DeAndrade Samantha, DePorto Krystal, Crawford Kaitlin, Saporito Lucas, Nguyen AnMarie, Yazdany Tajnoos, Tenggardjaja Christopher
From the Division of Urogynecology and Reconstructive Pelvic Surgery, Department of Obstetrics & Gynecology, Beth Israel Deaconess Medical Center, Boston, MA.
Department of Urology, Kaiser Permanente Los Angeles Medical Center, Los Angeles, CA.
Urogynecology (Phila). 2025 Mar 1;31(3):174-182. doi: 10.1097/SPV.0000000000001633. Epub 2025 Jan 30.
Racial/ethnic and socioeconomic disparities have been observed in the mode of pelvic organ prolapse surgery. Some of the disparities may be attributed to differences in access to care and advanced surgical technology across the United States, although this is difficult to study.
We aimed to investigate whether racial/ethnic or socioeconomic disparities in a mode of prolapse surgery exist in a managed care setting, where differences in access are minimized.
This was a retrospective cohort study of patients who underwent apical pelvic organ prolapse surgery within Kaiser Permanente Southern California facilities between 2014 and 2017. We conducted bivariate tests to examine the associations between patient characteristics and multivariate logistic regression to predict the odds of having obliterative and native tissue repair surgical procedures by race and income.
The analytic sample consisted of 2,798 patients who underwent prolapse surgery. Hispanic/Latina, Non-Hispanic White, Non-Hispanic Black, Asian, and "other" race represented 51.1%, 37.0%, 5.7%, 5.3%, and 0.8% of the sample, respectively. Median household income varied by racial groups. After adjusting for patient characteristics and regional factors, we did not find significant differences in apical prolapse surgery mode by race/ethnicity or income level.

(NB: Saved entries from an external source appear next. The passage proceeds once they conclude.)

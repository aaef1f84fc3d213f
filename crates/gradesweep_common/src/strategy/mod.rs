//! Search strategies
//!
//! Both strategies are resumable state machines over the same contracts:
//! - prepare: reconcile persisted position with the session's exam layout
//! - propose: pure function of (exam, store, run state) -> next vector
//! - observe: apply one graded round, after ingestion has recorded trials
//!
//! All randomness is consumed in observe and written into the run state, so
//! a reloaded process proposes exactly what the crashed one would have.

mod ascent;
mod rotation;

pub use ascent::CoordinateAscent;
pub use rotation::RotationSweep;

use crate::config::{SearchConfig, StrategyKind};
use crate::exam::{Exam, Grade, Proposal};
use crate::run_state::RunState;
use crate::store::QuestionStore;
use rand::Rng;

/// Result of observing one round
#[derive(Debug, Clone, PartialEq, Eq)]
pub enum Step {
    Continue,
    /// Full score reached with this vector
    Solved(Vec<u8>),
}

/// Strategy selected by configuration
#[derive(Debug, Clone)]
pub enum Strategy {
    Rotation(RotationSweep),
    Ascent(CoordinateAscent),
}

impl Strategy {
    pub fn from_config(search: &SearchConfig) -> Self {
        match search.strategy {
            StrategyKind::RotationSweep => Strategy::Rotation(RotationSweep::new(search.options_per_question)),
            StrategyKind::CoordinateAscent => Strategy::Ascent(CoordinateAscent::new(
                search.options_per_question,
                search.accept_first_improvement,
            )),
        }
    }

    pub fn kind(&self) -> StrategyKind {
        match self {
            Strategy::Rotation(_) => StrategyKind::RotationSweep,
            Strategy::Ascent(_) => StrategyKind::CoordinateAscent,
        }
    }

    pub fn prepare(&self, exam: &Exam, store: &mut QuestionStore, state: &mut RunState) {
        match self {
            Strategy::Rotation(s) => s.prepare(exam, state),
            Strategy::Ascent(s) => s.prepare(exam, store, state),
        }
    }

    pub fn propose(&self, exam: &Exam, store: &QuestionStore, state: &RunState) -> Proposal {
        match self {
            Strategy::Rotation(s) => s.propose(exam, store, state),
            Strategy::Ascent(s) => s.propose(exam, store, state),
        }
    }

    pub fn observe<R: Rng + ?Sized>(
        &self,
        exam: &Exam,
        store: &mut QuestionStore,
        state: &mut RunState,
        proposal: &Proposal,
        grade: Grade,
        rng: &mut R,
    ) -> Step {
        match self {
            Strategy::Rotation(s) => s.observe(exam, store, state, proposal, grade),
            Strategy::Ascent(s) => s.observe(exam, store, state, proposal, grade, rng),
        }
    }
}

/// Default (non-experiment) option for a question: remembered best, else 1
pub(crate) fn default_option(store: &QuestionStore, exam: &Exam, position: usize, fallback: u8) -> u8 {
    let question = &exam.questions[position];
    let max = question.option_count(fallback);
    store
        .get(&question.id)
        .map(|r| r.default_option())
        .unwrap_or(1)
        .clamp(1, max)
}
//! Shared engine for gradesweep components.
//!
//! Answer-vector search against a grader that only reports how many answers
//! were correct, with durable memory so a crashed run resumes in place.

pub mod config;
pub mod engine;
pub mod error;
pub mod exam;
pub mod identifier;
pub mod ingestion;
pub mod report;
pub mod run_state;
pub mod state_files;
pub mod store;
pub mod strategy;
pub mod submission_log;

pub use config::{Config, StrategyKind};
pub use engine::{Engine, RoundReport};
pub use error::SweepError;
pub use exam::{Exam, ExamQuestion, Grade, Proposal};
pub use identifier::{identify, QuestionId};
pub use run_state::RunState;
pub use store::QuestionStore;
pub use submission_log::SubmissionLog;

/// Crate version
pub const VERSION: &str = env!("CARGO_PKG_VERSION");
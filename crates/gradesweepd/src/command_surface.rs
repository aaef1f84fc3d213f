//! Helper-program surface
//!
//! Drives an external helper (the browser automation) one subcommand per
//! call, JSON over stdin/stdout:
//!
//! - `enumerate` prints `{"questions":[{"text":..,"options":[..]}]}`
//! - `submit` reads `{"answers":[..]}` and prints `{"score":N}`,
//!   `{"score":null}` or `{"text":".."}` (recognized result-page text)
//! - `reset` and `login` signal success through the exit status
//!
//! Every call runs under the configured timeout; a helper that overruns it
//! is killed.

use crate::score_text::parse_score;
use crate::surface::{AssessmentSurface, SurfaceError};
use async_trait::async_trait;
use gradesweep_common::config::SurfaceConfig;
use gradesweep_common::{Exam, Grade};
use serde::{Deserialize, Serialize};
use std::process::Stdio;
use std::time::Duration;
use tokio::io::AsyncWriteExt;
use tokio::process::Command;
use tokio::time::timeout;
use tracing::{debug, warn};

#[derive(Debug, Deserialize)]
struct EnumerateReply {
    questions: Vec<HelperQuestion>,
}

#[derive(Debug, Deserialize)]
struct HelperQuestion {
    text: String,
    #[serde(default)]
    options: Vec<String>,
}

#[derive(Debug, Serialize)]
struct SubmitRequest<'a> {
    answers: &'a [u8],
}

#[derive(Debug, Deserialize)]
struct SubmitReply {
    #[serde(default)]
    score: Option<u32>,
    #[serde(default)]
    text: Option<String>,
}

pub struct CommandSurface {
    program: String,
    args: Vec<String>,
    timeout: Duration,
}

impl CommandSurface {
    pub fn new(program: impl Into<String>, args: Vec<String>, timeout: Duration) -> Self {
        Self {
            program: program.into(),
            args,
            timeout,
        }
    }

    /// None when no helper command is configured
    pub fn from_config(config: &SurfaceConfig) -> Option<Self> {
        let program = config.command.as_deref().filter(|c| !c.trim().is_empty())?;
        Some(Self::new(
            program,
            config.args.clone(),
            Duration::from_secs(config.timeout_secs),
        ))
    }

    async fn call(&self, operation: &'static str, input: Option<Vec<u8>>) -> Result<Vec<u8>, SurfaceError> {
        debug!("Helper {} {:?} {}", self.program, self.args, operation);

        let mut command = Command::new(&self.program);
        command
            .args(&self.args)
            .arg(operation)
            .stdin(if input.is_some() { Stdio::piped() } else { Stdio::null() })
            .stdout(Stdio::piped())
            .stderr(Stdio::piped())
            .kill_on_drop(true);

        let mut child = command.spawn().map_err(|source| SurfaceError::Spawn {
            program: self.program.clone(),
            source,
        })?;

        let exchange = async move {
            if let (Some(bytes), Some(mut stdin)) = (input, child.stdin.take()) {
                stdin.write_all(&bytes).await?;
            }
            child.wait_with_output().await
        };

        let output = match timeout(self.timeout, exchange).await {
            Ok(result) => result.map_err(|e| SurfaceError::Helper {
                operation,
                message: e.to_string(),
            })?,
            Err(_) => {
                return Err(SurfaceError::Timeout {
                    operation,
                    secs: self.timeout.as_secs(),
                })
            }
        };

        if !output.status.success() {
            let stderr = String::from_utf8_lossy(&output.stderr);
            return Err(SurfaceError::Helper {
                operation,
                message: format!("{} ({})", stderr.trim(), output.status),
            });
        }
        Ok(output.stdout)
    }

    fn decode<T: for<'de> Deserialize<'de>>(operation: &'static str, stdout: &[u8]) -> Result<T, SurfaceError> {
        serde_json::from_slice(stdout).map_err(|e| SurfaceError::Protocol {
            operation,
            detail: e.to_string(),
        })
    }
}

#[async_trait]
impl AssessmentSurface for CommandSurface {
    fn name(&self) -> &str {
        &self.program
    }

    async fn enumerate(&mut self) -> Result<Exam, SurfaceError> {
        let stdout = self.call("enumerate", None).await?;
        let reply: EnumerateReply = Self::decode("enumerate", &stdout)?;
        Ok(Exam::from_texts(
            reply.questions.into_iter().map(|q| (q.text, q.options)),
        ))
    }

    async fn submit(&mut self, answers: &[u8]) -> Result<Grade, SurfaceError> {
        let request = serde_json::to_vec(&SubmitRequest { answers }).map_err(|e| SurfaceError::Protocol {
            operation: "submit",
            detail: e.to_string(),
        })?;
        let stdout = self.call("submit", Some(request)).await?;
        let reply: SubmitReply = Self::decode("submit", &stdout)?;

        Ok(match (reply.score, reply.text) {
            (Some(score), _) => Grade::Scored(score),
            (None, Some(text)) => {
                let grade = parse_score(&text);
                if grade == Grade::Undetermined {
                    warn!("No score found in recognized text ({} chars)", text.len());
                }
                grade
            }
            (None, None) => Grade::Undetermined,
        })
    }

    async fn reset(&mut self) -> Result<(), SurfaceError> {
        self.call("reset", None).await.map(|_| ())
    }

    async fn authenticate(&mut self) -> Result<(), SurfaceError> {
        self.call("login", None).await.map(|_| ())
    }
}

Within this managed care setting, no disparities in mode of apical prolapse surgery were observed by race/ethnicity or income level when regional and patient-level confounders were controlled for, such as prolapse stage and comorbidities. This may suggest that a significant driver of racial/ethnic disparities observed in prolapse surgery may be attributed to structural level factors.
盆腔器官脱垂手术方式存在种族/族裔和社会经济差异。尽管难以进行研究,但部分差异可能归因于美国各地在获得医疗服务和先进手术技术方面的差异。
我们旨在调查在管理式医疗环境中(这种环境下获得医疗服务的差异最小化),脱垂手术方式是否存在种族/族裔或社会经济差异。
这是一项对2014年至2017年在南加州凯撒医疗中心接受顶端盆腔器官脱垂手术的患者进行的回顾性队列研究。我们进行了双变量检验以检查患者特征之间的关联,并进行多变量逻辑回归以预测按种族和收入进行闭塞性和自体组织修复手术的几率。
分析样本包括2798例接受脱垂手术的患者。西班牙裔/拉丁裔、非西班牙裔白人、非西班牙裔黑人、亚洲人和“其他”种族分别占样本的51.1%、37.0%、5.7%、5.3%和0.8%。家庭收入中位数因种族群体而异。在调整患者特征和区域因素后,我们未发现按种族/族裔或收入水平划分的顶端脱垂手术方式存在显著差异。
在这种管理式医疗环境中,当控制区域和患者层面的混杂因素(如脱垂阶段和合并症)时,未观察到按种族/族裔或收入水平划分的顶端脱垂手术方式存在差异。这可能表明,脱垂手术中观察到的种族/族裔差异的一个重要驱动因素可能归因于结构层面的因素。